Task to carry out: Among the lines of the records, find all that carry the word "remaining" and copy them.

Data for the task:
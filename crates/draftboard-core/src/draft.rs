// The draft transition: Available -> Drafted, bound to a team at a price.

use serde::{Deserialize, Serialize};
use tracing::{info, warn};

use crate::db::Database;
use crate::error::{BoardError, Result};
use crate::model::Player;
use crate::{players, teams};

/// A price as supplied by a caller, before validation.
///
/// Transports hand over whatever the user typed, so the amount may arrive as
/// a JSON integer, a decimal, or a string.
#[derive(Debug, Clone, PartialEq, Serialize, Deserialize)]
#[serde(untagged)]
pub enum PriceInput {
    Amount(i64),
    Decimal(f64),
    Text(String),
    /// Any other JSON value (null, bool, array, object). Never a valid price.
    Other(serde_json::Value),
}

impl PriceInput {
    /// Resolve to a whole, non-negative dollar amount.
    pub fn resolve(&self) -> Result<u32> {
        let amount = match self {
            PriceInput::Amount(n) => *n,
            PriceInput::Decimal(f) => whole_amount(*f)?,
            PriceInput::Text(s) => {
                let digits = s.trim().trim_start_matches('$');
                match digits.parse::<i64>() {
                    Ok(n) => n,
                    Err(_) => {
                        let f = digits.parse::<f64>().map_err(|_| {
                            BoardError::invalid("price", format!("'{s}' is not a number"))
                        })?;
                        whole_amount(f)?
                    }
                }
            }
            PriceInput::Other(value) => {
                return Err(BoardError::invalid(
                    "price",
                    format!("expected a number, got {value}"),
                ))
            }
        };

        if amount < 0 {
            return Err(BoardError::invalid("price", "must not be negative"));
        }
        u32::try_from(amount).map_err(|_| BoardError::invalid("price", "is too large"))
    }
}

fn whole_amount(f: f64) -> Result<i64> {
    if !f.is_finite() || f.fract() != 0.0 {
        return Err(BoardError::invalid("price", "must be a whole number"));
    }
    if f < i64::MIN as f64 || f > i64::MAX as f64 {
        return Err(BoardError::invalid("price", "is too large"));
    }
    Ok(f as i64)
}

impl From<u32> for PriceInput {
    fn from(n: u32) -> Self {
        PriceInput::Amount(i64::from(n))
    }
}

impl From<&str> for PriceInput {
    fn from(s: &str) -> Self {
        PriceInput::Text(s.to_string())
    }
}

/// Everything needed to draft one player, collected up front.
#[derive(Debug, Clone, PartialEq, Serialize, Deserialize)]
pub struct DraftRequest {
    pub player_id: i64,
    pub price: PriceInput,
    pub team_id: i64,
}

impl DraftRequest {
    pub fn new(player_id: i64, price: impl Into<PriceInput>, team_id: i64) -> Self {
        DraftRequest {
            player_id,
            price: price.into(),
            team_id,
        }
    }
}

/// Draft a player.
///
/// Checks run in order: price, player (exists, still available), team
/// (exists), then affordability. The lookups and the write share one
/// transaction, so a rejected draft changes nothing and two concurrent drafts
/// of the same player cannot both succeed.
pub fn execute(db: &Database, request: &DraftRequest) -> Result<Player> {
    let price = request.price.resolve()?;
    let DraftRequest {
        player_id, team_id, ..
    } = *request;

    let player = db.write(|tx| {
        players::ensure_draftable(tx, player_id)?;

        let team = teams::find(tx, team_id)?.ok_or_else(|| BoardError::team_not_found(team_id))?;
        if !teams::can_afford(tx, &team, price)? {
            let remaining = teams::remaining_budget(tx, &team)?;
            warn!(
                "Rejected draft of player {} to team {}: ${} exceeds remaining ${}",
                player_id, team_id, price, remaining
            );
            return Err(BoardError::InsufficientBudget {
                team_id,
                price,
                remaining,
            });
        }

        players::set_drafted(tx, player_id, price, team_id)
    })?;

    info!(
        "Drafted {} ({}) to team {} for ${}",
        player.name, player.position, team_id, price
    );
    Ok(player)
}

Solution to the problem:
            let remaining = teams::remaining_budget(tx, &team)?;
                "Rejected draft of player {} to team {}: ${} exceeds remaining ${}",
                player_id, team_id, price, remaining
                remaining,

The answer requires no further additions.